Empresas que distribuam lucros perdem direito a apoios

A “distribuição de lucros, sob qualquer forma, o reembolso de créditos aos sócios e a aquisição de ações ou quotas próprias” determina o fim dos apoios no âmbito da pandemia Covid-19, decidiu hoje o Governo.

Harry Murphy/Web Summit

As empresas que distribuírem lucros vão perder o acesso às medidas aprovadas pelo Governo para apoiar o setor empresarial.

A medida foi aprovada em Conselho de Ministros esta quinta-feira, 24 de setembro.

“Define-se que a distribuição de lucros, sob qualquer forma, o reembolso de créditos aos sócios e a aquisição de ações ou quotas próprias, por parte das entidades beneficiárias, determina a cessação dos efeitos das medidas de apoio extraordinário à liquidez”, segundo o comunicado do Conselho de Ministros.

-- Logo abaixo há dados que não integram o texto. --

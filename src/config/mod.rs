use std::env;

use secrecy::{ExposeSecret, SecretString};
use serde::{Deserialize, Serialize};
use thiserror::Error;

use crate::auth::{AuthConfig, DEFAULT_FRESHNESS_WINDOW_SECS};

#[derive(Debug, Error, PartialEq, Eq)]
pub enum ConfigError {
    #[error("Missing configuration: {0}")]
    Missing(&'static str),

    #[error("Invalid value for {key}: {value}")]
    Invalid { key: &'static str, value: String },
}

/// Process-wide configuration, built once in `main` and passed down.
#[derive(Debug)]
pub struct AppConfig {
    pub environment: Environment,
    pub database: DatabaseConfig,
    pub api: ApiConfig,
    pub security: SecurityConfig,
}

#[derive(Debug, Clone, Copy, PartialEq, Eq, Serialize, Deserialize)]
pub enum Environment {
    Development,
    Staging,
    Production,
}

#[derive(Debug, Clone, Serialize, Deserialize)]
pub struct DatabaseConfig {
    pub url: String,
    pub max_connections: u32,
}

#[derive(Debug, Clone, Serialize, Deserialize)]
pub struct ApiConfig {
    pub port: u16,
    pub max_request_size_bytes: usize,
    pub enable_request_logging: bool,
}

#[derive(Debug)]
pub struct SecurityConfig {
    pub hmac_secret: SecretString,
    pub allowed_origins: Vec<String>,
    pub freshness_window_secs: u64,
}

impl AppConfig {
    pub fn from_env() -> Result<Self, ConfigError> {
        Self::from_lookup(|key| env::var(key).ok())
    }

    /// Builds the config from an arbitrary key lookup (the process
    /// environment in production, a map in tests).
    pub fn from_lookup<F>(lookup: F) -> Result<Self, ConfigError>
    where
        F: Fn(&str) -> Option<String>,
    {
        let environment = match lookup("APP_ENV").as_deref() {
            Some("production") | Some("prod") => Environment::Production,
            Some("staging") | Some("stage") => Environment::Staging,
            _ => Environment::Development,
        };

        let secret = lookup("HMAC_SECRET")
            .filter(|s| !s.is_empty())
            .ok_or(ConfigError::Missing("HMAC_SECRET"))?;
        let secret = SecretString::from(secret);

        let config = match environment {
            Environment::Production => Self::production(secret),
            Environment::Staging => Self::staging(secret),
            Environment::Development => Self::development(secret),
        };

        config.with_overrides(&lookup)
    }

    fn with_overrides<F>(mut self, lookup: &F) -> Result<Self, ConfigError>
    where
        F: Fn(&str) -> Option<String>,
    {
        // Database overrides
        if let Some(v) = lookup("DATABASE_URL") {
            self.database.url = v;
        }
        if let Some(v) = lookup("DATABASE_MAX_CONNECTIONS") {
            self.database.max_connections = parse("DATABASE_MAX_CONNECTIONS", &v)?;
        }

        // API overrides
        if let Some(v) = lookup("CRM_EDGE_PORT").or_else(|| lookup("PORT")) {
            self.api.port = parse("PORT", &v)?;
        }
        if let Some(v) = lookup("API_MAX_REQUEST_SIZE_BYTES") {
            self.api.max_request_size_bytes = parse("API_MAX_REQUEST_SIZE_BYTES", &v)?;
        }
        if let Some(v) = lookup("API_ENABLE_REQUEST_LOGGING") {
            self.api.enable_request_logging = parse("API_ENABLE_REQUEST_LOGGING", &v)?;
        }

        // Security overrides
        if let Some(v) = lookup("ALLOWED_ORIGINS") {
            self.security.allowed_origins = v
                .split(',')
                .map(|s| s.trim().to_string())
                .filter(|s| !s.is_empty())
                .collect();
        }
        if let Some(v) = lookup("SECURITY_FRESHNESS_WINDOW_SECS") {
            self.security.freshness_window_secs = parse("SECURITY_FRESHNESS_WINDOW_SECS", &v)?;
        }

        Ok(self)
    }

    /// Authenticator parameters derived from the security section
    pub fn auth_config(&self) -> AuthConfig {
        AuthConfig::new(SecretString::from(self.security.hmac_secret.expose_secret()))
            .with_freshness_window(self.security.freshness_window_secs)
    }

    fn development(hmac_secret: SecretString) -> Self {
        Self {
            environment: Environment::Development,
            database: DatabaseConfig {
                url: "sqlite://crm.db?mode=rwc".to_string(),
                max_connections: 5,
            },
            api: ApiConfig {
                port: 8787,
                max_request_size_bytes: 10 * 1024 * 1024, // 10MB
                enable_request_logging: true,
            },
            security: SecurityConfig {
                hmac_secret,
                allowed_origins: vec![
                    "http://localhost:5173".to_string(),
                    "http://localhost:3000".to_string(),
                ],
                freshness_window_secs: DEFAULT_FRESHNESS_WINDOW_SECS,
            },
        }
    }

    fn staging(hmac_secret: SecretString) -> Self {
        Self {
            environment: Environment::Staging,
            database: DatabaseConfig {
                url: "sqlite://crm-staging.db?mode=rwc".to_string(),
                max_connections: 10,
            },
            api: ApiConfig {
                port: 8787,
                max_request_size_bytes: 5 * 1024 * 1024, // 5MB
                enable_request_logging: true,
            },
            security: SecurityConfig {
                hmac_secret,
                allowed_origins: vec!["https://staging.example.com".to_string()],
                freshness_window_secs: DEFAULT_FRESHNESS_WINDOW_SECS,
            },
        }
    }

    fn production(hmac_secret: SecretString) -> Self {
        Self {
            environment: Environment::Production,
            database: DatabaseConfig {
                url: "sqlite://crm.db?mode=rwc".to_string(),
                max_connections: 20,
            },
            api: ApiConfig {
                port: 8787,
                max_request_size_bytes: 2 * 1024 * 1024, // 2MB
                enable_request_logging: false,
            },
            security: SecurityConfig {
                hmac_secret,
                allowed_origins: vec!["https://app.example.com".to_string()],
                freshness_window_secs: DEFAULT_FRESHNESS_WINDOW_SECS,
            },
        }
    }
}

fn parse<T: std::str::FromStr>(key: &'static str, value: &str) -> Result<T, ConfigError> {
    value.trim().parse().map_err(|_| ConfigError::Invalid {
        key,
        value: value.to_string(),
    })
}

Ao mesmo tempo, o executivo de António Costa decidiu que “as entidades beneficiárias que, no dia 1 de outubro de 2020, se encontrem abrangidas por alguma das medidas de apoio extraordinário à liquidez, beneficiam da prorrogação suplementar e automática dessas medidas pelo período de seis meses, compreendido entre 31 de março de 2021 e 30 de setembro de 2021”.

O Governo também aprovou hoje o alargamento em seis meses da moratória – suspensão do pagamento das mensalidades – para empresas e particulares até 30 de setembro de 2021 das obrigações de reembolso de capital e prestações de juros.

Outra medida tomada no âmbito da pandemia da Covid-19 foi a prorrogação do “regime excecional e temporário relativo aos contratos de seguro”.